Understand what works.
First, focus on understanding what’s already successful. It’s tempting to look for nails to hit with our hammers, but recognizing and maintaining what’s already working is often even more important.
Change is hard and throwing the baby out with the bathwater is… well, not good for the baby.
Laurie Schrager: “Figure out what’s working well. Who are your best reps? Watch & learn from them. Are there customers who love the product? Meet with them and learn their stories. If you are brought in as a change agent, it’s easy to focus on what isn’t working. But it’s just as important to understand what is working – that’s your foundation.”
If you want to go fast, go alone. If you want to go far, go together.
By now you are probably familiar with this old African proverb. However, when we are promoted into a new role, it’s easy to feel like you have to strap on a cape and come to the rescue in every situation.
Laurie Schrager: “Don’t try to fix it yourself! As a leader, your job is not to always do the work yourself. It’s an easy tendency, since you were probably a high performer yourself. As a leader, it’s critical to bring the team along for the journey – and change will always be driven as a team.”

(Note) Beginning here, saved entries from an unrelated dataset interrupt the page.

use std::collections::HashMap;
use std::sync::{Arc, Mutex};
use std::time::Duration;

use reqwest::Client;
use uuid::Uuid;

use crate::error::{Error, Result};
use crate::mapping::SyncContext;
use crate::storage::Integration;

pub mod http;
pub mod lookup;
pub mod session;
pub mod sync;
pub mod tester;

pub use lookup::LookupResult;
pub use session::{Session, SessionManager};
pub use sync::SyncResult;
pub use tester::TestConnectionResult;

/// Bound on one whole pipeline (login + create, or login + lookup) so a
/// stalled third party cannot hang the caller's workflow.
pub const PIPELINE_TIMEOUT: Duration = Duration::from_secs(60);

/// Entry point for all live traffic against external CRM systems.
///
/// Holds the shared HTTP client and a per-integration lock table:
/// operations for different integrations run freely in parallel, while
/// operations for the same integration serialize across the whole
/// authenticate-then-act pipeline: parallel logins would flood the remote
/// system and race one attempt's cookie jar against another's.
pub struct SyncEngine {
    http: Client,
    locks: Mutex<HashMap<Uuid, Arc<tokio::sync::Mutex<()>>>>,
}

impl Default for SyncEngine {
    fn default() -> Self {
        Self::new()
    }
}

impl SyncEngine {
    pub fn new() -> Self {
        Self {
            http: http::build_client(),
            locks: Mutex::new(HashMap::new()),
        }
    }

    fn lock_for(&self, id: Uuid) -> Arc<tokio::sync::Mutex<()>> {
        self.locks.lock().unwrap().entry(id).or_default().clone()
    }

    /// Authenticates and submits one invoice. The session lives and dies
    /// inside this call; cancelling the returned future aborts the
    /// in-flight HTTP request with it.
    pub async fn sync_invoice(
        &self,
        integration: &Integration,
        password: &str,
        context: &SyncContext,
    ) -> Result<SyncResult> {
        let lock = self.lock_for(integration.id);
        let _guard = lock.lock().await;

        tokio::time::timeout(PIPELINE_TIMEOUT, async {
            let manager = SessionManager::new(self.http.clone());
            let mut session = manager.authenticate(integration, password).await?;
            sync::create_invoice(&self.http, integration, &mut session, context).await
        })
        .await
        .map_err(|_| pipeline_timeout())?
    }

    /// Authenticates and resolves the PDF link of an already-synced
    /// invoice. Read-only on the remote side; callers may retry.
    pub async fn find_invoice_pdf(
        &self,
        integration: &Integration,
        password: &str,
        invoice_number: &str,
    ) -> Result<LookupResult> {
        let lock = self.lock_for(integration.id);
        let _guard = lock.lock().await;

        tokio::time::timeout(PIPELINE_TIMEOUT, async {
            let manager = SessionManager::new(self.http.clone());
            let mut session = manager.authenticate(integration, password).await?;
            lookup::find_invoice_pdf(&self.http, integration, &mut session, invoice_number).await
        })
        .await
        .map_err(|_| pipeline_timeout())?
    }

    /// Runs the login handshake only, for configuration validation. Zero
    /// side effects on the remote system.
    pub async fn test_connection(
        &self,
        integration: &Integration,
        password: &str,
    ) -> TestConnectionResult {
        let lock = self.lock_for(integration.id);
        let _guard = lock.lock().await;

        let manager = SessionManager::new(self.http.clone());
        let outcome = match tokio::time::timeout(
            PIPELINE_TIMEOUT,
            manager.authenticate(integration, password),
        )
        .await
        {
            Ok(outcome) => outcome,
            Err(_) => Err(pipeline_timeout()),
        };
        tester::result_from(outcome)
    }
}

fn pipeline_timeout() -> Error {
    Error::Network(format!(
        "pipeline timed out after {}s",
        PIPELINE_TIMEOUT.as_secs()
    ))
}
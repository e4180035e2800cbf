// Minimal HTTP/1.1 mock server for exercising the engine against scripted
// remote behavior. One request per connection; every response carries
// Connection: close so the client reconnects for the next hop.

use std::collections::HashMap;
use std::io::{Read, Write};
use std::net::{TcpListener, TcpStream};
use std::sync::{Arc, Mutex};
use std::thread;

#[derive(Debug, Clone)]
pub struct RecordedRequest {
    pub method: String,
    pub path: String,
    /// Header names lowercased.
    pub headers: HashMap<String, String>,
    pub body: String,
}

pub struct MockServer {
    pub url: String,
    pub requests: Arc<Mutex<Vec<RecordedRequest>>>,
}

impl MockServer {
    pub fn recorded(&self) -> Vec<RecordedRequest> {
        self.requests.lock().unwrap().clone()
    }
}

pub fn spawn<F>(handler: F) -> MockServer
where
    F: Fn(&RecordedRequest) -> String + Send + Sync + 'static,
{
    let listener = TcpListener::bind("127.0.0.1:0").expect("failed to bind to random port");
    let port = listener.local_addr().unwrap().port();
    let requests = Arc::new(Mutex::new(Vec::new()));
    let seen = requests.clone();

    thread::spawn(move || {
        for stream in listener.incoming() {
            let Ok(mut stream) = stream else { continue };
            let Some(request) = read_request(&mut stream) else { continue };
            let response = handler(&request);
            seen.lock().unwrap().push(request);
            let _ = stream.write_all(response.as_bytes());
            let _ = stream.flush();
        }
    });

    MockServer {
        url: format!("http://127.0.0.1:{}", port),
        requests,
    }
}

pub fn response(status: u16, reason: &str, extra_headers: &[&str], body: &str) -> String {
    let mut head = format!(
        "HTTP/1.1 {} {}\r\nContent-Length: {}\r\nConnection: close\r\n",
        status,
        reason,
        body.len()
    );
    for header in extra_headers {
        head.push_str(header);
        head.push_str("\r\n");
    }
    format!("{}\r\n{}", head, body)
}

fn read_request(stream: &mut TcpStream) -> Option<RecordedRequest> {
    let mut buf = Vec::new();
    let mut chunk = [0u8; 4096];

    let header_end = loop {
        match stream.read(&mut chunk) {
            Ok(0) => return None,
            Ok(n) => {
                buf.extend_from_slice(&chunk[..n]);
                if let Some(pos) = buf.windows(4).position(|w| w == b"\r\n\r\n") {
                    break pos;
                }
            }
            Err(_) => return None,
        }
    };

    let head = String::from_utf8_lossy(&buf[..header_end]).to_string();
    let mut lines = head.lines();
    let request_line = lines.next()?;
    let mut parts = request_line.split_whitespace();
    let method = parts.next()?.to_string();
    let path = parts.next()?.to_string();

    let mut headers = HashMap::new();
    for line in lines {
        if let Some((name, value)) = line.split_once(':') {
            headers.insert(name.trim().to_lowercase(), value.trim().to_string());
        }
    }

    let content_length: usize = headers
        .get("content-length")
        .and_then(|v| v.parse().ok())
        .unwrap_or(0);
    let mut body = buf[header_end + 4..].to_vec();
    while body.len() < content_length {
        match stream.read(&mut chunk) {
            Ok(0) => break,
            Ok(n) => body.extend_from_slice(&chunk[..n]),
            Err(_) => break,
        }
    }

    Some(RecordedRequest {
        method,
        path,
        headers,
        body: String::from_utf8_lossy(&body).to_string(),
    })
}
use std::collections::BTreeMap;

use chrono::{DateTime, Utc};
use regex::Regex;
use reqwest::Client;
use scraper::{Html, Selector};

use super::http::{self, Body, OutboundRequest};
use crate::error::{Error, Result};
use crate::storage::Integration;

/// The state of one impersonated browser session. Owned by the pipeline
/// that created it and threaded explicitly into the dependent calls; it is
/// never stored globally and dies with the attempt.
#[derive(Debug, Clone)]
pub struct Session {
    cookies: BTreeMap<String, String>,
    pub csrf_token: Option<String>,
    pub created_at: DateTime<Utc>,
}

impl Default for Session {
    fn default() -> Self {
        Self::new()
    }
}

impl Session {
    pub fn new() -> Self {
        Self {
            cookies: BTreeMap::new(),
            csrf_token: None,
            created_at: Utc::now(),
        }
    }

    /// Captures every `Set-Cookie` of a response into the jar.
    pub fn absorb_cookies(&mut self, response: &reqwest::Response) {
        for value in response.headers().get_all(reqwest::header::SET_COOKIE) {
            let Ok(raw) = value.to_str() else { continue };
            // Only the name=value pair matters for replay; attributes like
            // Path and HttpOnly are the browser's concern, not ours.
            let Some(pair) = raw.split(';').next() else { continue };
            if let Some((name, val)) = pair.split_once('=') {
                self.cookies.insert(name.trim().to_string(), val.trim().to_string());
            }
        }
    }

    pub fn cookies(&self) -> &BTreeMap<String, String> {
        &self.cookies
    }

    /// Renders the jar as a single `Cookie` request header value.
    pub fn cookie_header(&self) -> Option<String> {
        if self.cookies.is_empty() {
            return None;
        }
        Some(
            self.cookies
                .iter()
                .map(|(name, value)| format!("{}={}", name, value))
                .collect::<Vec<_>>()
                .join("; "),
        )
    }
}

/// Performs the login handshake against a target system: optional
/// CSRF-token scrape, credentialed submit, cookie-jar capture.
pub struct SessionManager {
    http: Client,
}

impl SessionManager {
    pub fn new(http: Client) -> Self {
        Self { http }
    }

    /// Scrape, submit, capture. A terminal 2xx/3xx is success; 4xx/5xx is
    /// an auth failure carrying the status. No implicit retry: a failed
    /// login is reported immediately.
    pub async fn authenticate(&self, integration: &Integration, password: &str) -> Result<Session> {
        let mut session = Session::new();

        if let Some(selector) = &integration.csrf_selector {
            let response = http::send(
                &self.http,
                OutboundRequest {
                    method: "GET",
                    url: &integration.login_url,
                    headers: &integration.headers,
                    csrf: None,
                    body: Body::None,
                },
                &mut session,
            )
            .await?;

            let status = response.status();
            if status.is_client_error() || status.is_server_error() {
                return Err(Error::auth_status(status.as_u16(), "login page request rejected"));
            }

            let page = response.text().await.map_err(Error::from_transport)?;
            let token = extract_csrf(&page, selector).ok_or_else(|| {
                Error::auth(format!(
                    "CSRF token not found on login page using selector '{}'",
                    selector
                ))
            })?;
            tracing::debug!(integration = %integration.name, "CSRF token scraped from login page");
            session.csrf_token = Some(token);
        }

        let mut form = BTreeMap::new();
        form.insert("email".to_string(), integration.email.clone());
        form.insert("password".to_string(), password.to_string());

        let csrf = match (&integration.csrf_header, &session.csrf_token) {
            (Some(header), Some(token)) => Some((header.clone(), token.clone())),
            _ => None,
        };

        let response = http::send(
            &self.http,
            OutboundRequest {
                method: &integration.login_method,
                url: &integration.login_url,
                headers: &integration.headers,
                csrf: csrf.as_ref().map(|(h, t)| (h.as_str(), t.as_str())),
                body: Body::Form(&form),
            },
            &mut session,
        )
        .await?;

        let status = response.status();
        if status.is_client_error() || status.is_server_error() {
            return Err(Error::auth_status(status.as_u16(), "login request rejected"));
        }

        tracing::debug!(
            integration = %integration.name,
            status = status.as_u16(),
            cookies = session.cookies().len(),
            "login handshake completed"
        );
        Ok(session)
    }
}

/// Extracts the first match of a declarative pattern from an HTML page.
/// The pattern is a CSS selector, optionally suffixed with `@attr` to name
/// the attribute to read (default: the `value` attribute, then the element
/// text). A pattern that does not parse as CSS is tried as a regex whose
/// first capture group (or whole match) is the token. No DOM traversal, no
/// browser engine.
pub fn extract_csrf(html: &str, pattern: &str) -> Option<String> {
    let (css, attr) = match pattern.rsplit_once('@') {
        Some((css, attr)) if !css.is_empty() && !attr.contains(|c: char| c == ']' || c == ')') => {
            (css, Some(attr))
        }
        _ => (pattern, None),
    };

    if let Ok(selector) = Selector::parse(css) {
        let document = Html::parse_document(html);
        if let Some(element) = document.select(&selector).next() {
            if let Some(attr) = attr {
                return element.value().attr(attr).map(str::to_string);
            }
            if let Some(value) = element.value().attr("value") {
                return Some(value.to_string());
            }
            let text = element.text().collect::<String>();
            let text = text.trim();
            if !text.is_empty() {
                return Some(text.to_string());
            }
        }
        // A valid selector that matched nothing is a miss, not an excuse to
        // reinterpret the pattern as a regex.
        if attr.is_some() || Selector::parse(pattern).is_ok() {
            return None;
        }
    }

    let regex = Regex::new(pattern).ok()?;
    let captures = regex.captures(html)?;
    match captures.get(1) {
        Some(group) => Some(group.as_str().to_string()),
        None => captures.get(0).map(|m| m.as_str().to_string()),
    }
}
use serde::{Deserialize, Serialize};

use super::session::Session;
use crate::error::Error;

/// Outcome of a configuration test, shaped for the settings UI.
#[derive(Debug, Clone, Serialize, Deserialize)]
pub struct TestConnectionResult {
    pub success: bool,
    pub message: String,
}

/// Maps the login-handshake outcome to a distinguishing operator message:
/// network/timeout failure, HTTP-status failure and missing-CSRF-token
/// failure each read differently. The tester runs only the handshake and
/// has zero side effects on the remote system.
pub fn result_from(outcome: Result<Session, Error>) -> TestConnectionResult {
    match outcome {
        Ok(session) => TestConnectionResult {
            success: true,
            message: format!(
                "login succeeded, {} session cookie(s) captured",
                session.cookies().len()
            ),
        },
        Err(Error::Network(message)) => TestConnectionResult {
            success: false,
            message: format!("network failure: {}", message),
        },
        Err(Error::Auth { message, .. }) => TestConnectionResult {
            success: false,
            // Carries the HTTP status for status failures and the selector
            // for a missing CSRF token.
            message,
        },
        Err(other) => TestConnectionResult {
            success: false,
            message: other.to_string(),
        },
    }
}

Alicia Eimers: “Spend time with other leaders, it’s very important to understand who can be your partner.”
Kyle Hall: “It is easy to become a full-time firefighter.”
It’s not about you anymore.
This sounds obvious, but it’s often the hardest shift to make.
Dan Schoepf: “As a solo producer, you were only responsible for your own wins and losses. As a leader, you’re responsible for everyone’s. Learning how to win through others can be challenging for new leaders.”
Jonathan Bowman: “Shift the focus from what you want to get out of it to what value can you bring whether it be internal or external. Focus on understanding what’s in it for them – create a vision match.”
My own advice: Get real comfortable taking less credit for the wins and more ownership of the losses. This doesn’t absolve our needing to hold our teams accountable to a set of clear standards, but they are the actors now and you are the director. Martin Scorsese has never accepted an award for best actor. Figuring out how to set up everyone else for success is one of our most important responsibilities.